Work order
Copy out, exactly, the first line of the entries below and every line after it through the one containing "has been finalized".

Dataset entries

┄┄┄┄┄┄┄┄┄┄

use std::path::PathBuf;
use thiserror::Error;

/// Errors that stop an invocation before the entrypoint runs.
#[derive(Debug, Clone, PartialEq, Eq, Error)]
pub enum ResolveError {
    #[error("invalid entrypoint '{name}', abort")]
    InvalidEntrypoint { name: String },

    #[error("entrypoint path is too long ({len} bytes, limit {max})")]
    TooLong { len: usize, max: usize },

    #[error("entrypoint not found (tried {tried:?}), abort")]
    NotFound { tried: Vec<PathBuf> },

    #[error("entrypoint '{name}' has an invalid extension (must be .py or .pyc), abort")]
    InvalidExtension { name: String },
}

/// Misuse or failure of the process-wide runtime.
#[derive(Debug, Clone, PartialEq, Eq, Error)]
pub enum LifecycleError {
    #[error("runtime is not initialized")]
    NotInitialized,

    /// Restarting a finalized runtime is unsupported.
    #[error("runtime has been finalized and cannot be used again")]
    Finalized,

    #[error("runtime initialization failed: {0}")]
    InitFailed(String),
}

/// Failure reported by an interpreter backend.
#[derive(Debug, Clone, PartialEq, Eq, Error)]
#[error("{0}")]
pub struct BackendError(pub String);

impl BackendError {
    pub fn new(message: impl Into<String>) -> Self {
        Self(message.into())
    }
}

┄┄┄┄┄┄┄┄┄┄

Answer for this exercise
use std::path::PathBuf;
use thiserror::Error;

/// Errors that stop an invocation before the entrypoint runs.
#[derive(Debug, Clone, PartialEq, Eq, Error)]
pub enum ResolveError {
    #[error("invalid entrypoint '{name}', abort")]
    InvalidEntrypoint { name: String },

    #[error("entrypoint path is too long ({len} bytes, limit {max})")]
    TooLong { len: usize, max: usize },

    #[error("entrypoint not found (tried {tried:?}), abort")]
    NotFound { tried: Vec<PathBuf> },

    #[error("entrypoint '{name}' has an invalid extension (must be .py or .pyc), abort")]
    InvalidExtension { name: String },
}

/// Misuse or failure of the process-wide runtime.
#[derive(Debug, Clone, PartialEq, Eq, Error)]
pub enum LifecycleError {
    #[error("runtime is not initialized")]
    NotInitialized,

    /// Restarting a finalized runtime is unsupported.
    #[error("runtime has been finalized and cannot be used again")]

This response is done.